49.It has a pore size in the range of 8 μm, preferably 0.02-0.3 μm, and most preferably 0.05-0.15 μm, and several filters can be used sequentially or in parallel.
The described method. 51. The method of any one of claims 45 to 50, wherein the drug and the carrier are at least partially associated after formation of the adsorption surface. 52. The surface according to any one of claims 45 to 51, wherein the surface on which the drug molecules are associated is prepared immediately prior to the application of the formulation, advantageously from a suitable concentrate or lyophilizate.
The method described in the section. 53. Use of a substance combination according to any one of claims 1 to 52 for a drug carrier, a depot or any other kind of medical or biological application. 54. The method of claim 1, wherein the bioengineering or genetic engineering is used.

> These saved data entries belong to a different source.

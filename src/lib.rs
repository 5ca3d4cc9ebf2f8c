pub mod adapters;
pub mod application;
pub mod domain;
pub mod infra;

// Test utilities (in-memory repos, factories) for unit and integration tests.
#[cfg(test)]
pub mod test_utils;

// Re-exports for shorter use statements.
pub use application::*;
pub use domain::*;
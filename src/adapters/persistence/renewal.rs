use async_trait::async_trait;
use sqlx::Row;
use uuid::Uuid;

use crate::{
    adapters::persistence::PostgresPersistence,
    app_error::{AppError, AppResult},
    application::use_cases::subscription::RenewalIntentRepo,
    domain::entities::renewal::{RenewalIntent, RenewalStatus},
};

fn row_to_intent(row: &sqlx::postgres::PgRow) -> RenewalIntent {
    RenewalIntent {
        id: row.get("id"),
        user_id: row.get("user_id"),
        subscription_id: row.get("subscription_id"),
        idempotent_key: row.get("idempotent_key"),
        payment_count: row.get("payment_count"),
        status: row.get("status"),
        created_at: row.get("created_at"),
        updated_at: row.get("updated_at"),
    }
}

const SELECT_COLS: &str = r#"
    id, user_id, subscription_id, idempotent_key, payment_count, status,
    created_at, updated_at
"#;

#[async_trait]
impl RenewalIntentRepo for PostgresPersistence {
    async fn claim(&self, intent: &RenewalIntent) -> AppResult<bool> {
        // Insert-or-ignore on the unique idempotent_key; exactly one caller
        // across all processes observes rows_affected == 1.
        let result = sqlx::query(
            r#"
            INSERT INTO renewal_intents (
                id, user_id, subscription_id, idempotent_key, payment_count, status
            )
            VALUES ($1, $2, $3, $4, $5, $6)
            ON CONFLICT (idempotent_key) DO NOTHING
            "#,
        )
        .bind(intent.id)
        .bind(intent.user_id)
        .bind(intent.subscription_id)
        .bind(&intent.idempotent_key)
        .bind(intent.payment_count)
        .bind(intent.status)
        .execute(&self.pool)
        .await
        .map_err(AppError::from)?;
        Ok(result.rows_affected() == 1)
    }

    async fn mark_status(&self, id: Uuid, status: RenewalStatus) -> AppResult<()> {
        let result = sqlx::query(
            "UPDATE renewal_intents SET status = $2, updated_at = now() WHERE id = $1",
        )
        .bind(id)
        .bind(status)
        .execute(&self.pool)
        .await
        .map_err(AppError::from)?;
        if result.rows_affected() == 0 {
            return Err(AppError::NotFound);
        }
        Ok(())
    }

    async fn find_by_key(&self, idempotent_key: &str) -> AppResult<Option<RenewalIntent>> {
        let row = sqlx::query(&format!(
            "SELECT {} FROM renewal_intents WHERE idempotent_key = $1",
            SELECT_COLS
        ))
        .bind(idempotent_key)
        .fetch_optional(&self.pool)
        .await
        .map_err(AppError::from)?;
        Ok(row.as_ref().map(row_to_intent))
    }
}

53. Use of a combination of substances according to any one of the items 53. 55. Use of a combination of substances according to any one of claims 1 to 54 for (biological) processing or diagnostic purposes in a separation technique. 56. For stabilizing a surface-binding molecule, especially a linear molecule, for example a derivatized protein, polypeptide, polynucleotide or polysaccharide, which is at least partially amphiphilic, and / or so. 56. Use of a substance combination according to any one of claims 1 to 55 in a catalysis process, comprising various molecules bound to a surface. 57. Influence the kinetics and / or reversibility of the association or dissociation between the surface-binding molecule and the complex, ie the compatible surface, to increase the surface charge density and / or Any of the preceding claims, wherein surface flexibility and / or surface defect density accelerates the association or a corresponding reduction thereof reduces the rate of association or induces partial molecular dissociation. Or the use of a combination of substances according to claim 1.